Stored items
impl ObjImporter {
    /// Create the importer
    pub const fn new() -> Self {
        Self
    }
}

impl Importer for ObjImporter {
    fn supports(&self, path: &Path) -> bool {
        path.extension()
            .and_then(|ext| ext.to_str())
            .is_some_and(|ext| ext.eq_ignore_ascii_case("obj"))
    }

    fn read(&self, path: &Path, progress: &ProgressReport) -> Result<ImportedScene, ImportError> {
        if !self.supports(path) {
            return Err(ImportError::Unsupported(path.to_path_buf()));
        }
        let file_name = path
            .file_name()
            .map(|name| name.to_string_lossy().into_owned())
            .unwrap_or_default();

        progress.update_file_read(&file_name, 0, 1);
        let reader = BufReader::new(File::open(path)?);
        let mut parser = ObjParser::new(path);
        for (number, line) in reader.lines().enumerate() {
            parser.parse_line(&line?, number + 1)?;
        }
        progress.update_file_read(&file_name, 1, 1);

        progress.update_post_process(&file_name, 0, 1);
        let scene = parser.finish()?;
        progress.update_post_process(&file_name, 1, 1);

        log::debug!(
            "Read {} meshes and {} materials from {}",
            scene.meshes.len(),
            scene.materials.len(),
            path.display()
        );
        Ok(scene)
    }
}

/// Mesh under construction; corners are deduplicated per mesh
#[derive(Default)]
struct MeshBuilder {
    vertices: Vec<Vertex>,
    has_normal: Vec<bool>,
    faces: Vec<Vec<u32>>,
    corners: HashMap<(usize, Option<usize>, Option<usize>), u32>,
}

impl MeshBuilder {
    fn corner(&mut self, key: (usize, Option<usize>, Option<usize>), vertex: Vertex, has_normal: bool) -> u32 {
        if let Some(&index) = self.corners.get(&key) {
            return index;
        }
        let index = u32::try_from(self.vertices.len()).unwrap_or(u32::MAX);
        self.vertices.push(vertex);
        self.has_normal.push(has_normal);
        self.corners.insert(key, index);
        index
    }

    fn build(mut self, name: String, material: Option<usize>) -> ImportedMesh {
        generate_missing_normals(&mut self.vertices, &self.has_normal, &self.faces);
        compute_tangents(&mut self.vertices, &self.faces);
        ImportedMesh {
            name,
            vertices: self.vertices,
            faces: self.faces,
            material,
        }
    }
}

struct ObjParser<'a> {
    path: &'a Path,
    positions: Vec<[f32; 3]>,
    uvs: Vec<[f32; 2]>,
    normals: Vec<[f32; 3]>,
    materials: Vec<ImportedMaterial>,
    meshes: Vec<ImportedMesh>,
    root_meshes: Vec<usize>,
    groups: Vec<ImportedNode>,
    current: MeshBuilder,
    material: Option<usize>,
}
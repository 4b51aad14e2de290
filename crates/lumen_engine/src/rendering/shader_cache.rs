//! Deduplicating store of shader variations
//!
//! Variations live in the shared [`ResourceCache`] under the shader group.
//! Lookup is a linear scan comparing bitmasks; creation happens under a
//! mutex so two threads asking for the same bitmask get one variation.

use std::path::PathBuf;
use std::sync::Arc;

use parking_lot::Mutex;

use super::device::GraphicsDevice;
use super::shader_variation::{ShaderFlags, ShaderVariation};
use crate::foundation::ids::IdGenerator;
use crate::resource::{handle, ResourceCache, ResourceHandle};

/// Owner of every compiled shader variation
pub struct ShaderVariationCache {
    cache: Arc<ResourceCache>,
    device: Arc<dyn GraphicsDevice>,
    ids: Arc<IdGenerator>,
    source: PathBuf,
    creation: Mutex<()>,
}

impl ShaderVariationCache {
    /// Create a cache compiling `source` on `device`
    pub fn new(
        cache: Arc<ResourceCache>,
        device: Arc<dyn GraphicsDevice>,
        ids: Arc<IdGenerator>,
        source: impl Into<PathBuf>,
    ) -> Self {
        Self {
            cache,
            device,
            ids,
            source: source.into(),
            creation: Mutex::new(()),
        }
    }

    /// Existing variation for `flags`, first match in insertion order
    pub fn find_matching(&self, flags: ShaderFlags) -> Option<ResourceHandle<ShaderVariation>> {
        self.cache
            .get_by_type::<ShaderVariation>()
            .into_iter()
            .find(|variation| variation.read().flags() == flags)
    }

    /// Existing variation for `flags`, or a freshly compiled and cached one
    ///
    /// A variation whose compilation failed is still cached and returned; it
    /// is never recompiled.
    pub fn get_or_create(&self, flags: ShaderFlags) -> ResourceHandle<ShaderVariation> {
        let _guard = self.creation.lock();
        if let Some(existing) = self.find_matching(flags) {
            return existing;
        }

        let mut variation = ShaderVariation::new(self.ids.next_id(), flags);
        variation.compile(self.device.as_ref(), &self.source);
        let variation = handle(variation);
        self.cache.add(&variation);
        log::info!("Created shader variation for {flags:?}");
        variation
    }

    /// Number of cached variations
    pub fn len(&self) -> usize {
        self.cache.get_by_type::<ShaderVariation>().len()
    }

    /// True when no variation was created yet
    pub fn is_empty(&self) -> bool {
        self.len() == 0
    }

    /// Device variations are compiled on
    pub fn device(&self) -> &Arc<dyn GraphicsDevice> {
        &self.device
    }
}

## Exercise brief
All lines holding the word "cached" must be copied from the data.

## Result of the exercise
    /// Existing variation for `flags`, or a freshly compiled and cached one
    /// A variation whose compilation failed is still cached and returned; it
    /// Number of cached variations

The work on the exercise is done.